Single by Sunrise Avenue

from the album On the Way to Wonderland
- B-side: "Into the Blue"
- Released: 11 August 2006
- Genre: Pop rock; post-grunge;
- Length: 3:25
- Label: Bonnier Amigo; Capitol (EMI);
- Songwriters: Jukka Backlund; Samu Haber;
- Producer: Jukka Backlund

Sunrise Avenue singles chronology
| "Romeo" (2006) | "Fairytale Gone Bad" (2006) | "Forever Yours" (2007) |

Music video
- "Fairytale Gone Bad" on YouTube

= Fairytale Gone Bad =

"Fairytale Gone Bad" is a song recorded by the Finnish rock band Sunrise Avenue for their debut studio album, On the Way to Wonderland (2006).

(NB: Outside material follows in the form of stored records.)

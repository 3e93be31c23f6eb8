//! Time-driven animation.
//!
//! A [`task::Task`] is advanced by a time delta and mutates scene properties; tasks compose with
//! [`task::all`] and [`task::sequence`]. [`timeline::Timeline`] drives tasks at a fixed frame rate.

/// Easing curves.
pub mod ease;
/// Tasks and their combinators.
pub mod task;
/// Fixed-rate playback.
pub mod timeline;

It charted successfully in many European countries, especially their native Finland as well as Germany, Greece and a number of other Northern and Eastern European countries.

== Music video ==
The music video for "Fairytale Gone Bad" was filmed on 2006 in Barcelona, Spain, and was directed by Ralf Strathmann.

==Track listing==

CD single
| No. | Title | Length |
|---|---|---|
| 1. | "Fairytale Gone Bad" (radio edit) | 3:33 |
| 2. | "Fairytale Gone Bad" (album version) | 3:25 |
| 3. | "Fairytale Gone Bad" (acoustic version) | 3:44 |
| 4. | "Fairytale Gone Bad" (instrumental version) | 3:32 |
| 5. | "Into the Blue" | 5:28 |

==Charts==

===Weekly charts===

| Chart (2006–07) | Peak position |
|---|---|
| Austria (Ö3 Austria Top 40) | 3 |
| Belgium (Ultratop 50 Flanders) | 12 |
| CIS Airplay (TopHit) | 5 |
| Finland (Suomen virallinen lista) | 2 |
| Germany (GfK) | 3 |
| Italy (FIMI) | 23 |
| Poland (Polish Airplay Charts) | 2 |
| Russia Airplay (TopHit) | 3 |
| Sweden (Sverigetopplistan) | 10 |
| Switzerland (Schweizer Hitparade) | 2 |

| Chart (2016) | Peak position |
|---|---|
| Poland (Polish Airplay Top 100) | 71 |

===Year-end charts===

| Chart (2006) | Position |
|---|---|
| Sweden (Sverigetopplistan) | 68 |
| Chart (2007) | Position |
| Austria (Ö3 Austria Top 40) | 16 |
| Belgium (Ultratop Flanders) | 62 |
| CIS (TopHit) | 7 |
| Germany (Official German Charts) | 18 |
| Russia Airplay (TopHit) | 4 |
| Sweden (Sverigetopplistan) | 54 |
| Switzerland (Schweizer Hitparade) | 18 |
| Chart (2008) | Position |
| CIS (TopHit) | 173 |
| Russia Airplay (TopHit) | 131 |

===Decade-end charts===

| Chart (2000–2009) | Position |
|---|---|
| Russia Airplay (TopHit) | 10 |

==Certifications==

| Region | Certification | Certified units/sales |
| Finland (Musiikkituottajat) | Platinum | 6,323 |
| Germany (BVMI) | Platinum | 300,000^{‡} |
| Sweden (GLF) | Gold | 10,000^{^} |
| Switzerland (IFPI Switzerland) | Gold | 15,000^{^} |
^{^} Shipments figures based on certification alone. ^{‡} Sales+streaming figures based on certification alone.